→ Material shown
- - -
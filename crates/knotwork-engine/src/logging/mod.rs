//! Logging setup.
//!
//! Everything logs through the `log` facade; `env_logger` is the backend.

mod init;

pub use init::{init_logging, LoggingConfig, DEFAULT_FILTER};
use core::cmp::Ordering;
use core::ops::{Add, Mul, Sub};

use knotwork_engine::coords::Vec2;

/// 2D vector in canvas pixels, double precision.
///
/// Ordering is componentwise: `a < b` only when both coordinates of `a` are
/// strictly smaller. Pairs that differ in direction per axis are unordered,
/// so this is for approximate point matching, never for sorting.
#[derive(Debug, Copy, Clone, Default, PartialEq)]
pub struct Vec2d {
    pub x: f64,
    pub y: f64,
}

impl Vec2d {
    pub const ZERO: Vec2d = Vec2d::new(0.0, 0.0);

    #[inline]
    pub const fn new(x: f64, y: f64) -> Self {
        Self { x, y }
    }

    /// Euclidean norm, truncated to a whole number of pixels.
    #[inline]
    pub fn length(self) -> i64 {
        (self.x * self.x + self.y * self.y).sqrt().floor() as i64
    }

    #[inline]
    pub fn midpoint(a: Vec2d, b: Vec2d) -> Vec2d {
        (a + b) * 0.5
    }

    /// `self` at `t = 0`, `to` at `t = 1`.
    #[inline]
    pub fn lerp(self, to: Vec2d, t: f64) -> Vec2d {
        to * t + self * (1.0 - t)
    }

    /// Converts to the engine's single-precision draw coordinates.
    #[inline]
    pub fn to_vec2(self) -> Vec2 {
        Vec2::new(self.x as f32, self.y as f32)
    }
}

impl From<(f64, f64)> for Vec2d {
    #[inline]
    fn from((x, y): (f64, f64)) -> Self {
        Vec2d::new(x, y)
    }
}

impl From<(f32, f32)> for Vec2d {
    #[inline]
    fn from((x, y): (f32, f32)) -> Self {
        Vec2d::new(x as f64, y as f64)
    }
}

impl Add for Vec2d {
    type Output = Vec2d;
    #[inline]
    fn add(self, rhs: Vec2d) -> Vec2d {
        Vec2d::new(self.x + rhs.x, self.y + rhs.y)
    }
}

impl Sub for Vec2d {
    type Output = Vec2d;
    #[inline]
    fn sub(self, rhs: Vec2d) -> Vec2d {
        Vec2d::new(self.x - rhs.x, self.y - rhs.y)
    }
}

impl Mul<f64> for Vec2d {
    type Output = Vec2d;
    #[inline]
    fn mul(self, k: f64) -> Vec2d {
        Vec2d::new(self.x * k, self.y * k)
    }
}

impl PartialOrd for Vec2d {
    fn partial_cmp(&self, other: &Vec2d) -> Option<Ordering> {
        if self == other {
            Some(Ordering::Equal)
        } else if self.x < other.x && self.y < other.y {
            Some(Ordering::Less)
        } else if self.x > other.x && self.y > other.y {
            Some(Ordering::Greater)
        } else {
            None
        }
    }
}

#[cfg(test)]
mod tests {
    use super::*;

    fn v(x: f64, y: f64) -> Vec2d {
        Vec2d::new(x, y)
    }

    #[test]
    fn arithmetic() {
        assert_eq!(v(1.0, 2.0) + v(3.0, 4.0), v(4.0, 6.0));
        assert_eq!(v(1.0, 2.0) - v(3.0, 5.0), v(-2.0, -3.0));
        assert_eq!(v(1.5, -2.0) * 2.0, v(3.0, -4.0));
    }

    #[test]
    fn length_truncates() {
        assert_eq!(v(3.0, 4.0).length(), 5);
        assert_eq!(v(1.0, 1.0).length(), 1);
        assert_eq!(v(0.0, 0.0).length(), 0);
        assert_eq!(v(-6.0, 8.5).length(), 10);
    }

    #[test]
    fn ordering_is_componentwise() {
        assert!(v(1.0, 1.0) < v(2.0, 2.0));
        assert!(v(2.0, 2.0) > v(1.0, 1.0));
        assert_eq!(v(1.0, 1.0).partial_cmp(&v(1.0, 1.0)), Some(Ordering::Equal));
    }

    #[test]
    fn mixed_axes_are_unordered() {
        let a = v(0.0, 10.0);
        let b = v(10.0, 0.0);
        assert_eq!(a.partial_cmp(&b), None);
        assert!(!(a < b));
        assert!(!(a > b));
        // One equal axis is not enough for strict ordering either.
        assert!(!(v(1.0, 1.0) < v(1.0, 2.0)));
    }

    #[test]
    fn midpoint_and_lerp() {
        assert_eq!(Vec2d::midpoint(v(0.0, 0.0), v(10.0, 4.0)), v(5.0, 2.0));
        assert_eq!(v(0.0, 0.0).lerp(v(8.0, 8.0), 0.25), v(2.0, 2.0));
        assert_eq!(v(3.0, 3.0).lerp(v(8.0, 8.0), 0.0), v(3.0, 3.0));
    }

    #[test]
    fn converts_to_draw_coordinates() {
        let p = v(799.5, 300.25).to_vec2();
        assert_eq!((p.x, p.y), (799.5, 300.25));
    }
}
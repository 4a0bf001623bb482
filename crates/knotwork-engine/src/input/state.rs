use std::collections::HashSet;

use super::frame::InputFrame;
use super::types::{
    InputEvent,
    Key,
    KeyState,
    MouseButton,
    MouseButtonState,
    PointerButtonEvent,
    PointerMoveEvent,
};

/// Current input state for a single window.
///
/// Holds "is down" information and the pointer position. Per-frame
/// transitions are recorded into an `InputFrame`.
#[derive(Debug, Default)]
pub struct InputState {
    /// Whether the window is focused.
    pub focused: bool,

    /// Pointer position in logical pixels.
    pub pointer_pos: Option<(f32, f32)>,

    /// Currently held keys.
    pub keys_down: HashSet<Key>,

    /// Currently held mouse buttons.
    pub buttons_down: HashSet<MouseButton>,
}

impl InputState {
    /// Applies `ev` to the held state and appends it to `frame`.
    pub fn apply_event(&mut self, frame: &mut InputFrame, ev: InputEvent) {
        match &ev {
            InputEvent::Focused(f) => {
                self.focused = *f;
                if !*f {
                    // Releases are not delivered to unfocused windows.
                    self.keys_down.clear();
                    self.buttons_down.clear();
                }
            }

            InputEvent::PointerMoved(PointerMoveEvent { x, y }) => {
                self.pointer_pos = Some((*x, *y));
            }

            InputEvent::PointerLeft => {
                self.pointer_pos = None;
            }

            InputEvent::Key { key, state, .. } => match state {
                KeyState::Pressed => {
                    if self.keys_down.insert(*key) {
                        frame.keys_pressed.insert(*key);
                    }
                }
                KeyState::Released => {
                    self.keys_down.remove(key);
                }
            },

            InputEvent::PointerButton(PointerButtonEvent { button, state, x, y }) => {
                self.pointer_pos = Some((*x, *y));
                match state {
                    MouseButtonState::Pressed => {
                        if self.buttons_down.insert(*button) {
                            frame.buttons_pressed.insert(*button);
                        }
                    }
                    MouseButtonState::Released => {
                        self.buttons_down.remove(button);
                    }
                }
            }

            InputEvent::CloseRequested => {}
        }

        frame.push_event(ev);
    }

    pub fn key_down(&self, key: Key) -> bool {
        self.keys_down.contains(&key)
    }

    pub fn button_down(&self, btn: MouseButton) -> bool {
        self.buttons_down.contains(&btn)
    }
}
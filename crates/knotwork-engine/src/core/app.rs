use winit::event::WindowEvent;
use winit::window::WindowId;

use super::ctx::FrameCtx;

/// Control directive returned by app callbacks.
#[derive(Debug, Copy, Clone, Eq, PartialEq)]
pub enum AppControl {
    Continue,
    Exit,
}

/// Application contract implemented by higher layers.
pub trait App {
    /// Called for raw window events, before input translation is consumed.
    fn on_window_event(&mut self, window_id: WindowId, event: &WindowEvent) -> AppControl {
        let _ = (window_id, event);
        AppControl::Continue
    }

    /// Called once per rendered frame.
    ///
    /// An `Err` stops the event loop; `Runtime::run` then returns it.
    fn on_frame(&mut self, ctx: &mut FrameCtx<'_, '_>) -> anyhow::Result<AppControl>;
}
- - -
→ What this task involves
From the entries, copy every line in which the string "HashSet" can be found.

→ Answer box
use std::collections::HashSet;
    pub keys_down: HashSet<Key>,
    pub buttons_down: HashSet<MouseButton>,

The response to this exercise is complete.